# Assigned task
What is needed here is an exact repetition of the records below, beginning at the line that has "let mark = add_mark" and stopping after the line that has "for (alternative_id, mark)".

# Record extracts
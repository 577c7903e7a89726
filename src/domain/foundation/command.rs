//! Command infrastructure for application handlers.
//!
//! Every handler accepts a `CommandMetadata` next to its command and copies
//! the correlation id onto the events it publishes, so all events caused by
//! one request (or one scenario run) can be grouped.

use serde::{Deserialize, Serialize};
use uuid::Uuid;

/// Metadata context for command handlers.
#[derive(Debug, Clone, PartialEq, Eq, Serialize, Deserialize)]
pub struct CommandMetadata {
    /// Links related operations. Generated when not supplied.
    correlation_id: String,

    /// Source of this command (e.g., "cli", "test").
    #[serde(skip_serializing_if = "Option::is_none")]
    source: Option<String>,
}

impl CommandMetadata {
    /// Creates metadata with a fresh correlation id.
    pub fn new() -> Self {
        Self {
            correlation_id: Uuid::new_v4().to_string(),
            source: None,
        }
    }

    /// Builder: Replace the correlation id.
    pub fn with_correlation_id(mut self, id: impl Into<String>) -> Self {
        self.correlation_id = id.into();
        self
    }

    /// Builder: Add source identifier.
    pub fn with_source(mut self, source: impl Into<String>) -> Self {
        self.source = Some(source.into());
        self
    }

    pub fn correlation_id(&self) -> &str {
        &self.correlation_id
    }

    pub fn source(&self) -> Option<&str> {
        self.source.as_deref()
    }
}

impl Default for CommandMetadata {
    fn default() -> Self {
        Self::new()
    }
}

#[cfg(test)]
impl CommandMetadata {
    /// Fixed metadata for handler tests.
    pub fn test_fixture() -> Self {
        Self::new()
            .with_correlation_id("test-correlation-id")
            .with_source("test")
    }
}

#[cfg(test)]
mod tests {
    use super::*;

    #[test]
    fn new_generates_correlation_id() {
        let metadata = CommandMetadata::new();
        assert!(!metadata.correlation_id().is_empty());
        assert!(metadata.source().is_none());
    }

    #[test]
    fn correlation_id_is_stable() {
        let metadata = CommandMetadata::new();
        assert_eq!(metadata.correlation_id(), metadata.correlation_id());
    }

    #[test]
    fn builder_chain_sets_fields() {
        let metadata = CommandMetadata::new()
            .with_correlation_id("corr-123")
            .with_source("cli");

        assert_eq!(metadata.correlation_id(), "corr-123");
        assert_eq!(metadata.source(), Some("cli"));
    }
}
---
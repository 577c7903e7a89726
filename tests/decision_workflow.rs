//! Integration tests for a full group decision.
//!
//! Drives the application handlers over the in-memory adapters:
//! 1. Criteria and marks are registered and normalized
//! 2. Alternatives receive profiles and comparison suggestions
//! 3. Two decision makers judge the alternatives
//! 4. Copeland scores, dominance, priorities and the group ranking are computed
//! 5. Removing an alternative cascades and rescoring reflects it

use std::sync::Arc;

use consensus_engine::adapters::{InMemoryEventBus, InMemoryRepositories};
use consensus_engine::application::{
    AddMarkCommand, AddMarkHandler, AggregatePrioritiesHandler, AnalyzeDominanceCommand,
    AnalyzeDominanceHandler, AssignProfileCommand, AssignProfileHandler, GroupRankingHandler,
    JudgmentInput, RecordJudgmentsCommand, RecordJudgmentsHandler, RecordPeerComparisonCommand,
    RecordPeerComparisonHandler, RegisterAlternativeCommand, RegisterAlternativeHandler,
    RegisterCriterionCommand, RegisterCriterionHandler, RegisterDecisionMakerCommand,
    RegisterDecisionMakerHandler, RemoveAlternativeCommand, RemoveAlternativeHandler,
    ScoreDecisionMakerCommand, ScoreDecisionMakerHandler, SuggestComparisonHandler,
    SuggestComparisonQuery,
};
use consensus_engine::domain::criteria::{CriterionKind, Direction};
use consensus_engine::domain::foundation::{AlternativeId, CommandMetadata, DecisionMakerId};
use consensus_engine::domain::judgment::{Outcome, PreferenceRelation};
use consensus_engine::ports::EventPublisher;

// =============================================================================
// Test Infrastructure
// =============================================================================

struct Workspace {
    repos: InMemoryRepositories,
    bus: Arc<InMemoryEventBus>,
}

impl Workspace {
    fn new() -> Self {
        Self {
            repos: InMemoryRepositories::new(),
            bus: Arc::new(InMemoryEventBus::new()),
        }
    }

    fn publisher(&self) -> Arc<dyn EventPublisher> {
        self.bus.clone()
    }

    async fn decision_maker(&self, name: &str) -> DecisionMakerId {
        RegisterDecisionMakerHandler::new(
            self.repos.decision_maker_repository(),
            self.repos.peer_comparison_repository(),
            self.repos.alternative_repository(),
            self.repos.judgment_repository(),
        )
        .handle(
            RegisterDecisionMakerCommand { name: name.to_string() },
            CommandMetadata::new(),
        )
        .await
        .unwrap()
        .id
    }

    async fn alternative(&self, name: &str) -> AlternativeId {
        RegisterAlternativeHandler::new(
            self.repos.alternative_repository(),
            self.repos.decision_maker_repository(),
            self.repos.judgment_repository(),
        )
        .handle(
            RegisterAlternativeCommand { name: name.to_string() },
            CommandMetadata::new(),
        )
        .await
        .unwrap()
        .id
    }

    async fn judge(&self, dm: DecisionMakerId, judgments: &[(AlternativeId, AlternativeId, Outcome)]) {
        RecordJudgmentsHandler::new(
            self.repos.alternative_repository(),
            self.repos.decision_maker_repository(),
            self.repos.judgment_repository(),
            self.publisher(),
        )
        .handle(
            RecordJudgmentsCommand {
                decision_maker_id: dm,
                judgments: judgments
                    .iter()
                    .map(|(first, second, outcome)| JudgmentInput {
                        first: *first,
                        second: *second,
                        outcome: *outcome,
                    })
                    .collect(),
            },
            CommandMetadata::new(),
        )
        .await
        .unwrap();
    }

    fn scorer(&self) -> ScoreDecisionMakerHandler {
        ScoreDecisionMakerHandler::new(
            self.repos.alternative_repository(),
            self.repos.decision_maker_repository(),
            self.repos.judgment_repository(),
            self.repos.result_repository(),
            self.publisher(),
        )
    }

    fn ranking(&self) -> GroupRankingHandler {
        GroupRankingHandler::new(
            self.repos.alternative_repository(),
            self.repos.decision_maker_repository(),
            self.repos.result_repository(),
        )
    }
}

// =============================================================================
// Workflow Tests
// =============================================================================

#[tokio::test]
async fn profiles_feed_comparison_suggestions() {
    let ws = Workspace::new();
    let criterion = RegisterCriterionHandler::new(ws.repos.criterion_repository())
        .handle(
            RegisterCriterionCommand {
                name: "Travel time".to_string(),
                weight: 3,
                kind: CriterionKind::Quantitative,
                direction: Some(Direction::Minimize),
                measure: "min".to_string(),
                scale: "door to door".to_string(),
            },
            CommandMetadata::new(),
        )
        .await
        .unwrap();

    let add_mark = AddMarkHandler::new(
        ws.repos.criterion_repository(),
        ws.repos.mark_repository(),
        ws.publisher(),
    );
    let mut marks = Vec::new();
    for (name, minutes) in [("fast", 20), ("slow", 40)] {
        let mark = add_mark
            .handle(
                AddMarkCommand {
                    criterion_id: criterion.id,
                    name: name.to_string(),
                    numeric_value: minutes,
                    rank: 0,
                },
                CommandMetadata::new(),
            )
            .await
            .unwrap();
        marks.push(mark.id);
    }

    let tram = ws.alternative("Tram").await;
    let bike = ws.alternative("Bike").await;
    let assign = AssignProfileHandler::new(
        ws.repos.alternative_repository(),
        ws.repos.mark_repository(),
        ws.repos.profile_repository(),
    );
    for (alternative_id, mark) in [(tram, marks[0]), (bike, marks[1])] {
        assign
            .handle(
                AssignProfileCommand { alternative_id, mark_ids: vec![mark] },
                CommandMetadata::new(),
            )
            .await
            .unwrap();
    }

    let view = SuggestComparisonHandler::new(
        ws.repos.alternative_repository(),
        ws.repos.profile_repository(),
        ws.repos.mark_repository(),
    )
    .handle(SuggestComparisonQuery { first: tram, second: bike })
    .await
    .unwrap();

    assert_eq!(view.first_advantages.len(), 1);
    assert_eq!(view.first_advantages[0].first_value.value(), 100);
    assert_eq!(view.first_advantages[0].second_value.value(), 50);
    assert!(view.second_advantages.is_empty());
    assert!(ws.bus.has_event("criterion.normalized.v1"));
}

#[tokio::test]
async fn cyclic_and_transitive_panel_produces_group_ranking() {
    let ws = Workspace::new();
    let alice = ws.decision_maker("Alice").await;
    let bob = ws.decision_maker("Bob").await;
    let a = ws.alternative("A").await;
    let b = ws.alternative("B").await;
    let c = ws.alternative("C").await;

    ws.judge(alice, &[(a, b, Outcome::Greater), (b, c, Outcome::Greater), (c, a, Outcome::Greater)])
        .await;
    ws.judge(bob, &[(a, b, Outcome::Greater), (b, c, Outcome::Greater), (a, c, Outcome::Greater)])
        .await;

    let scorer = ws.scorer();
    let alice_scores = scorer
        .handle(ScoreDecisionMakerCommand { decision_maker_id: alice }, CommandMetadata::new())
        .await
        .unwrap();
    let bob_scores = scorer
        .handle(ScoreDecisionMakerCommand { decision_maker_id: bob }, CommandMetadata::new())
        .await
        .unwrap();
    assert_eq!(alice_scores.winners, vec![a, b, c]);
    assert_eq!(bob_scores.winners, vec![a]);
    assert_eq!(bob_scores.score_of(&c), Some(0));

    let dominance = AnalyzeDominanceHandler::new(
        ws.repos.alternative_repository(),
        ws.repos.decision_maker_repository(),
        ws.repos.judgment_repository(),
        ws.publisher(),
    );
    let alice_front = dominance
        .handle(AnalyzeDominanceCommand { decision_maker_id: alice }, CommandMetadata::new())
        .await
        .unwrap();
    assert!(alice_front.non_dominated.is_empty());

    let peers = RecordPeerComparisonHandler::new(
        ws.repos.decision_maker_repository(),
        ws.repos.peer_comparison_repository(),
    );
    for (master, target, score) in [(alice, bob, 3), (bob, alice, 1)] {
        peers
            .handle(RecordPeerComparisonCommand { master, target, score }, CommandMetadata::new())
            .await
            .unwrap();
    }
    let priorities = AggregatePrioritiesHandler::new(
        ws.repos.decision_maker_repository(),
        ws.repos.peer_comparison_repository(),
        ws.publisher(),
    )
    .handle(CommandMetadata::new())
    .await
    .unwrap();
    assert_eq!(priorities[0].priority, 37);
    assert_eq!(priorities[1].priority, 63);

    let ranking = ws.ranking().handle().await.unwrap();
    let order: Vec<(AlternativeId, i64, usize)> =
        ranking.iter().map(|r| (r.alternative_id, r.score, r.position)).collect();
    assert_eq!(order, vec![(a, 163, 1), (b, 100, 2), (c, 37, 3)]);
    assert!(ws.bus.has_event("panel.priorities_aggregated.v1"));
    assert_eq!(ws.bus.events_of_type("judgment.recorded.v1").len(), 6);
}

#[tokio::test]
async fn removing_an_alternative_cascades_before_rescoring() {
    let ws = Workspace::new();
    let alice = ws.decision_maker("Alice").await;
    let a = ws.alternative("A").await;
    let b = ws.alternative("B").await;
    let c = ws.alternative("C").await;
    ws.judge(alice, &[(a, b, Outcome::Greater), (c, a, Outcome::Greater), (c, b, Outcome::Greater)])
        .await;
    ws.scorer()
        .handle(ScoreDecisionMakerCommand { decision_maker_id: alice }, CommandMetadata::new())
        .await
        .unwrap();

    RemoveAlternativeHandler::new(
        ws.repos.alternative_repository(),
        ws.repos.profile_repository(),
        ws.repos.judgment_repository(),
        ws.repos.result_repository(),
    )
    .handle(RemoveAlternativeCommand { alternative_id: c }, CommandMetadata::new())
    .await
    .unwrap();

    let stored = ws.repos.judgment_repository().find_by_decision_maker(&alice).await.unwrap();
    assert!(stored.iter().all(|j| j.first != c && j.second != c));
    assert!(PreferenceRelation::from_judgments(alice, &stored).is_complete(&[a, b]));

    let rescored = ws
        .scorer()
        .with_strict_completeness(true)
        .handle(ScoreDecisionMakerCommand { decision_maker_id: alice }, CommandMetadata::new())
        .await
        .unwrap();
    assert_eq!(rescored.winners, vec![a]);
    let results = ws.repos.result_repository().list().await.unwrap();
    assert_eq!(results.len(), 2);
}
...
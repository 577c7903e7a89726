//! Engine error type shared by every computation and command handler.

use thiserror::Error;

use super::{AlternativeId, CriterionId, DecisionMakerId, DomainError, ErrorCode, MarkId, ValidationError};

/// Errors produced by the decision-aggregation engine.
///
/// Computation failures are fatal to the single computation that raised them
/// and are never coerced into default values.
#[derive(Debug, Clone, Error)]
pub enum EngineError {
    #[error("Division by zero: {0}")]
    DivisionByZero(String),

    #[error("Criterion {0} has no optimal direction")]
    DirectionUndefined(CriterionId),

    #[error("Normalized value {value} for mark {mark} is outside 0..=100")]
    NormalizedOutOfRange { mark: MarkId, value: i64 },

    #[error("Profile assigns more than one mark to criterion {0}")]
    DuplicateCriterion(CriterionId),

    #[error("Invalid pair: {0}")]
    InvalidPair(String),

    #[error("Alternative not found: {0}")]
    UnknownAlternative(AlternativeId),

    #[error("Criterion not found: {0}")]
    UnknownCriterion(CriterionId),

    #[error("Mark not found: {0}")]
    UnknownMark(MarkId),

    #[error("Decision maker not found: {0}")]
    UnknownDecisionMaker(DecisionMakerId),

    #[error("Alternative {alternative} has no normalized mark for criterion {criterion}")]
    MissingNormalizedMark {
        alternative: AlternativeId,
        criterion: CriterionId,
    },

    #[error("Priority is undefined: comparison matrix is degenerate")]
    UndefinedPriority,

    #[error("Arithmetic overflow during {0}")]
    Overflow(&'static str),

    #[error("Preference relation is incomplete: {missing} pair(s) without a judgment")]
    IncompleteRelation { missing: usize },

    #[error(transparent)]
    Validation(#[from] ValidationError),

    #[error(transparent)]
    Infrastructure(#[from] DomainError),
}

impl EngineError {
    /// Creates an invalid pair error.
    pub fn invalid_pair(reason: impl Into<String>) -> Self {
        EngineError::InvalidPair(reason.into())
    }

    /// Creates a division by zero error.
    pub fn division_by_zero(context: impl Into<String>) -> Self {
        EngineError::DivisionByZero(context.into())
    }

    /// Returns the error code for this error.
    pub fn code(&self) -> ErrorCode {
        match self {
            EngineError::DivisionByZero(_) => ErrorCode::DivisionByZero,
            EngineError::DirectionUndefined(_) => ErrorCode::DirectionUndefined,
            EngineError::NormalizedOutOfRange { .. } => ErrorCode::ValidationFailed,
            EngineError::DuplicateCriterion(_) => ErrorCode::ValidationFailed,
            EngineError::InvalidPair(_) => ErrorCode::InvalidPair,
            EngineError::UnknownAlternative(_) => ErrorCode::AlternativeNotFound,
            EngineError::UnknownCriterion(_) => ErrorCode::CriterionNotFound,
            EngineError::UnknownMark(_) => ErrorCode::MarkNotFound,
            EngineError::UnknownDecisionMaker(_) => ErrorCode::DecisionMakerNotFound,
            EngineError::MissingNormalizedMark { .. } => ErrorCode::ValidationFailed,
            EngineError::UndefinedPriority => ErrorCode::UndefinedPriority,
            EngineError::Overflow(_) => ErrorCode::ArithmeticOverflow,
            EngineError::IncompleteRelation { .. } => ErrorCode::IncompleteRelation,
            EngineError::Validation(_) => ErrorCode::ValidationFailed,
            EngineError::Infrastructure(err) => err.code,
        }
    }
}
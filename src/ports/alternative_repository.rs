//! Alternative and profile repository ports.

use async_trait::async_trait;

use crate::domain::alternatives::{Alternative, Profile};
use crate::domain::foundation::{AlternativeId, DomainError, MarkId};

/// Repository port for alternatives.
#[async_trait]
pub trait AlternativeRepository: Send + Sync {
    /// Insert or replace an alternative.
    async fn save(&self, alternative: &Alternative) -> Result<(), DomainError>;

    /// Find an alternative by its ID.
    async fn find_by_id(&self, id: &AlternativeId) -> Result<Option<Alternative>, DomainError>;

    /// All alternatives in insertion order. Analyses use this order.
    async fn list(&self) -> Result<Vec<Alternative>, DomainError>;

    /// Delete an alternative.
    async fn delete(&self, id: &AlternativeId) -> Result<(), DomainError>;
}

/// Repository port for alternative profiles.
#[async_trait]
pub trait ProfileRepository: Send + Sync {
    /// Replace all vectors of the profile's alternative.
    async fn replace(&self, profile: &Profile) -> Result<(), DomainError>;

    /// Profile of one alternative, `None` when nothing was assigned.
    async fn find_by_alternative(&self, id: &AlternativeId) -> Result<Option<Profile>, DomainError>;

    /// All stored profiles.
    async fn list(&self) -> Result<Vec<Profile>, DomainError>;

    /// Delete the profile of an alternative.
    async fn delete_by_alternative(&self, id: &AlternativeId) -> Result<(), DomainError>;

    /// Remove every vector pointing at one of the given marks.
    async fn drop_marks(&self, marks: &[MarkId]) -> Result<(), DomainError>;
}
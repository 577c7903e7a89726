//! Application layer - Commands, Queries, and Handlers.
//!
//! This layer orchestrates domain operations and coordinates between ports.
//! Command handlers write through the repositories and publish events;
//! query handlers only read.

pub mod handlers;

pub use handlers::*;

# Exercise result
        let mark = add_mark
            .handle(
                AddMarkCommand {
                    criterion_id: criterion.id,
                    name: name.to_string(),
                    numeric_value: minutes,
                    rank: 0,
                },
                CommandMetadata::new(),
            )
            .await
            .unwrap();
        marks.push(mark.id);
    }

    let tram = ws.alternative("Tram").await;
    let bike = ws.alternative("Bike").await;
    let assign = AssignProfileHandler::new(
        ws.repos.alternative_repository(),
        ws.repos.mark_repository(),
        ws.repos.profile_repository(),
    );
    for (alternative_id, mark) in [(tram, marks[0]), (bike, marks[1])] {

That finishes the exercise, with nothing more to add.